L’officier garda encore un peu sa main sur l’épaule de l’orphelin, puis il lui tendit son mouchoir.

— Va te passer de l’eau sur le visage, tu transpires.

Il ne transpirait pas, il pleurait.

Au repas du soir, Pal ne parvint pas à bouffer. Key, Aimé, Frank essayèrent de le réconforter, en vain. Claude proposa de lui narrer quelques grands épisodes bibliques pour lui changer les idées, Prunier bafouilla d’incompréhensibles plaisanteries et Stanislas lui proposa une partie d’échecs. Mais aucun d’eux ne pouvait rien pour Pal.

Alors le fils s’en alla à l’écart des autres. Il se cacha derrière la chapelle, dans un endroit que lui seul connaissait, une cachette entre deux murets de pierres qui protégeait de la pluie. Mais à peine y fut-il installé qu’apparut Laura. Elle ne parla pas, elle s’assit simplement à côté de lui et planta son joli regard dans le sien ; ses yeux verts riaient en silence. Pal la trouva si douce qu’il se demanda un instant si elle était au courant de la raclée que lui avait donnée Faron.

— Il m’a flanqué une sacrée dérouillée, hein ? murmura le fils, gêné.

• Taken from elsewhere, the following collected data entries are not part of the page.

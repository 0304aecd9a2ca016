//! Metrics collection for prediction performance.

use std::collections::{BTreeMap, VecDeque};
use std::sync::atomic::{AtomicU64, Ordering};
use std::time::Instant;

use chrono::{DateTime, Utc};
use dashmap::DashMap;
use parking_lot::Mutex;
use serde::Serialize;

/// Response-time samples retained per model.
pub const SAMPLE_CAPACITY: usize = 1000;

/// Default cap on the number of models with live stats.
pub const DEFAULT_MAX_TRACKED_MODELS: usize = 1000;

/// Per-model counters and recent latency samples.
#[derive(Debug)]
struct ModelStats {
    total_predictions: u64,
    successful_predictions: u64,
    failed_predictions: u64,
    total_response_ms: f64,
    recent: VecDeque<f64>,
    last_prediction: Option<DateTime<Utc>>,
    last_access: Option<DateTime<Utc>>,
    /// Collector tick of the latest update, used to pick cap victims.
    active: u64,
}

impl ModelStats {
    fn new() -> Self {
        Self {
            total_predictions: 0,
            successful_predictions: 0,
            failed_predictions: 0,
            total_response_ms: 0.0,
            recent: VecDeque::with_capacity(64),
            last_prediction: None,
            last_access: None,
            active: 0,
        }
    }

    fn record(&mut self, response_time_ms: f64, success: bool) {
        self.total_predictions += 1;
        if success {
            self.successful_predictions += 1;
        } else {
            self.failed_predictions += 1;
        }
        self.total_response_ms += response_time_ms;

        if self.recent.len() >= SAMPLE_CAPACITY {
            self.recent.pop_front();
        }
        self.recent.push_back(response_time_ms);
        self.last_prediction = Some(Utc::now());
    }

    #[allow(clippy::cast_precision_loss)]
    fn snapshot(&self, model_id: &str) -> ModelStatsSnapshot {
        let (success_rate, average) = if self.total_predictions == 0 {
            (0.0, 0.0)
        } else {
            let n = self.total_predictions as f64;
            (
                self.successful_predictions as f64 / n,
                self.total_response_ms / n,
            )
        };

        let mut sorted: Vec<f64> = self.recent.iter().copied().collect();
        sorted.sort_by(f64::total_cmp);

        ModelStatsSnapshot {
            model_id: model_id.to_string(),
            total_predictions: self.total_predictions,
            successful_predictions: self.successful_predictions,
            failed_predictions: self.failed_predictions,
            success_rate,
            average_response_time_ms: average,
            min_response_time_ms: sorted.first().copied().unwrap_or(0.0),
            max_response_time_ms: sorted.last().copied().unwrap_or(0.0),
            median_response_time_ms: sorted.get(sorted.len() / 2).copied().unwrap_or(0.0),
            samples: sorted.len(),
            last_prediction: self.last_prediction,
            last_access: self.last_access,
        }
    }
}

/// Point-in-time view of one model's stats.
#[derive(Debug, Clone, Serialize)]
pub struct ModelStatsSnapshot {
    /// Model identifier.
    pub model_id: String,
    /// Predictions recorded.
    pub total_predictions: u64,
    /// Successful predictions.
    pub successful_predictions: u64,
    /// Failed predictions.
    pub failed_predictions: u64,
    /// Successes over total, 0 with no predictions.
    pub success_rate: f64,
    /// Cumulative average response time.
    pub average_response_time_ms: f64,
    /// Fastest retained sample.
    pub min_response_time_ms: f64,
    /// Slowest retained sample.
    pub max_response_time_ms: f64,
    /// Median of the retained samples.
    pub median_response_time_ms: f64,
    /// Number of retained samples.
    pub samples: usize,
    /// Time of the latest prediction.
    pub last_prediction: Option<DateTime<Utc>>,
    /// Time of the latest registry access.
    pub last_access: Option<DateTime<Utc>>,
}

/// Point-in-time view of the service-wide counters.
#[derive(Debug, Clone, Serialize)]
pub struct GlobalStatsSnapshot {
    /// When the collector was created.
    pub started_at: DateTime<Utc>,
    /// Seconds since `started_at`.
    pub uptime_seconds: f64,
    /// Predictions recorded across all models.
    pub total_requests: u64,
    /// Registry lookups that found the model resident.
    pub cache_hits: u64,
    /// Registry lookups that required a load.
    pub cache_misses: u64,
    /// Hits over lookups, 0 with no lookups.
    pub cache_hit_rate: f64,
    /// Models evicted from the registry.
    pub evictions: u64,
    /// Predictions answered from the result cache.
    pub result_cache_hits: u64,
    /// Models with live stats.
    pub tracked_models: usize,
}

/// Global counters plus every tracked model.
#[derive(Debug, Clone, Serialize)]
pub struct MetricsSnapshot {
    /// Service-wide counters.
    pub global: GlobalStatsSnapshot,
    /// Per-model stats keyed by model id.
    pub models: BTreeMap<String, ModelStatsSnapshot>,
}

/// Collector for prediction and cache metrics.
///
/// Global counters are atomics; per-model stats sit behind their own lock, so
/// recording never contends with the model registry.
pub struct MetricsCollector {
    started_at: DateTime<Utc>,
    started: Instant,
    total_requests: AtomicU64,
    cache_hits: AtomicU64,
    cache_misses: AtomicU64,
    evictions: AtomicU64,
    result_cache_hits: AtomicU64,
    models: DashMap<String, Mutex<ModelStats>>,
    clock: AtomicU64,
    max_tracked_models: usize,
}

impl Default for MetricsCollector {
    fn default() -> Self {
        Self::new(DEFAULT_MAX_TRACKED_MODELS)
    }
}

impl MetricsCollector {
    /// Creates a collector tracking at most `max_tracked_models` models.
    #[must_use]
    pub fn new(max_tracked_models: usize) -> Self {
        Self {
            started_at: Utc::now(),
            started: Instant::now(),
            total_requests: AtomicU64::new(0),
            cache_hits: AtomicU64::new(0),
            cache_misses: AtomicU64::new(0),
            evictions: AtomicU64::new(0),
            result_cache_hits: AtomicU64::new(0),
            models: DashMap::new(),
            clock: AtomicU64::new(0),
            max_tracked_models: max_tracked_models.max(1),
        }
    }

    /// Records one prediction attempt.
    pub fn record_prediction(&self, model_id: &str, response_time_ms: f64, success: bool) {
        self.total_requests.fetch_add(1, Ordering::Relaxed);
        self.with_stats(model_id, |stats| stats.record(response_time_ms, success));
        tracing::trace!(model_id, response_time_ms, success, "Recorded prediction");
    }

    /// Records a batch as `batch_size` predictions sharing the total time.
    ///
    /// A zero-size batch records one sample of the whole time.
    #[allow(clippy::cast_precision_loss)]
    pub fn record_batch(&self, model_id: &str, batch_size: usize, total_time_ms: f64, success: bool) {
        if batch_size == 0 {
            self.record_prediction(model_id, total_time_ms, success);
            return;
        }

        let per_item = total_time_ms / batch_size as f64;
        self.total_requests
            .fetch_add(batch_size as u64, Ordering::Relaxed);
        self.with_stats(model_id, |stats| {
            for _ in 0..batch_size {
                stats.record(per_item, success);
            }
        });
        tracing::debug!(model_id, batch_size, total_time_ms, success, "Recorded batch");
    }

    /// Records a registry lookup that found the model resident.
    pub fn record_cache_hit(&self) {
        self.cache_hits.fetch_add(1, Ordering::Relaxed);
    }

    /// Records a registry lookup that required a load.
    pub fn record_cache_miss(&self) {
        self.cache_misses.fetch_add(1, Ordering::Relaxed);
    }

    /// Records a registry eviction.
    pub fn record_eviction(&self) {
        self.evictions.fetch_add(1, Ordering::Relaxed);
    }

    /// Records a prediction served from the result cache.
    pub fn record_result_cache_hit(&self) {
        self.result_cache_hits.fetch_add(1, Ordering::Relaxed);
    }

    /// Marks a model as accessed.
    pub fn record_access(&self, model_id: &str) {
        self.with_stats(model_id, |stats| stats.last_access = Some(Utc::now()));
    }

    /// Drops the stats of a model. Returns whether any were tracked.
    ///
    /// A later recording for the same id, such as a prediction that finishes
    /// after its model was evicted, starts a fresh entry under the
    /// `max_tracked_models` cap.
    pub fn forget_model(&self, model_id: &str) -> bool {
        self.models.remove(model_id).is_some()
    }

    /// Returns the stats of one model, if tracked.
    #[must_use]
    pub fn model_snapshot(&self, model_id: &str) -> Option<ModelStatsSnapshot> {
        self.models
            .get(model_id)
            .map(|stats| stats.lock().snapshot(model_id))
    }

    /// Returns the service-wide counters.
    #[must_use]
    #[allow(clippy::cast_precision_loss)]
    pub fn global_snapshot(&self) -> GlobalStatsSnapshot {
        let cache_hits = self.cache_hits.load(Ordering::Relaxed);
        let cache_misses = self.cache_misses.load(Ordering::Relaxed);
        let lookups = cache_hits + cache_misses;

        GlobalStatsSnapshot {
            started_at: self.started_at,
            uptime_seconds: self.started.elapsed().as_secs_f64(),
            total_requests: self.total_requests.load(Ordering::Relaxed),
            cache_hits,
            cache_misses,
            cache_hit_rate: if lookups == 0 {
                0.0
            } else {
                cache_hits as f64 / lookups as f64
            },
            evictions: self.evictions.load(Ordering::Relaxed),
            result_cache_hits: self.result_cache_hits.load(Ordering::Relaxed),
            tracked_models: self.models.len(),
        }
    }

    /// Returns global counters and every tracked model.
    #[must_use]
    pub fn snapshot(&self) -> MetricsSnapshot {
        let models = self
            .models
            .iter()
            .map(|entry| (entry.key().clone(), entry.value().lock().snapshot(entry.key())))
            .collect();

        MetricsSnapshot {
            global: self.global_snapshot(),
            models,
        }
    }

    fn with_stats<R>(&self, model_id: &str, f: impl FnOnce(&mut ModelStats) -> R) -> R {
        let tick = self.clock.fetch_add(1, Ordering::Relaxed);

        let (result, inserted) = if let Some(entry) = self.models.get(model_id) {
            let mut stats = entry.lock();
            stats.active = tick;
            let result = f(&mut stats);
            (result, false)
        } else {
            let entry = self
                .models
                .entry(model_id.to_string())
                .or_insert_with(|| Mutex::new(ModelStats::new()));
            let mut stats = entry.lock();
            stats.active = tick;
            let result = f(&mut stats);
            (result, true)
        };

        if inserted {
            self.enforce_cap(model_id);
        }
        result
    }

    fn enforce_cap(&self, keep: &str) {
        while self.models.len() > self.max_tracked_models {
            let victim = self
                .models
                .iter()
                .filter(|entry| entry.key() != keep)
                .min_by_key(|entry| entry.value().lock().active)
                .map(|entry| entry.key().clone());

            let Some(victim) = victim else { break };
            self.models.remove(&victim);
            tracing::debug!(model_id = %victim, "Dropped stats of least active model");
        }
    }
}

/// Timer for measuring operation duration.
pub struct Timer {
    start: Instant,
    label: &'static str,
}

impl Timer {
    /// Starts a new timer.
    #[must_use]
    pub fn start(label: &'static str) -> Self {
        Self {
            start: Instant::now(),
            label,
        }
    }

    /// Returns the elapsed time in milliseconds.
    #[must_use]
    pub fn elapsed_ms(&self) -> f64 {
        self.start.elapsed().as_secs_f64() * 1000.0
    }

    /// Stops the timer, logs and returns the elapsed milliseconds.
    pub fn stop(self) -> f64 {
        let elapsed = self.elapsed_ms();
        tracing::debug!(label = self.label, elapsed_ms = elapsed, "Timer stopped");
        elapsed
    }
}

— Ça n’a pas d’importance.

Elle lui fit signe de se taire. Et ce fut un bel instant. Pal ferma les yeux et il prit d’amples et secrètes inspirations car Laura sentait si bon : ses cheveux soigneusement lavés sentaient l’abricot, de sa nuque s’échappait un délicat parfum. Elle se parfumait ; ils étaient en pleine école de guerre et elle se parfumait ! Caché dans l’obscurité, il approcha son visage d’elle sans qu’elle le vît et il respira encore. Il y avait longtemps qu’il n’avait pas senti une si agréable odeur.

Amicalement, Laura tapota de sa main le bras de Pal, pour qu’il se sente mieux, mais Pal ne put retenir un mouvement de douleur. Retroussant ses manches, il découvrit à la lueur de son briquet que deux énormes hématomes violacés marquaient ses avant-bras, suite aux coups de Faron. Elle posa doucement ses mains fraîches sur les blessures.

— Ça fait mal ?

— Un peu.

C’était horriblement douloureux.

— Viens dans ma chambre tout à l’heure. Je te soignerai.

Sur ces mots, elle s’en allait déjà, laissant traîner dans l’immense parc de Wanborough Manor des effluves de son parfum délicat.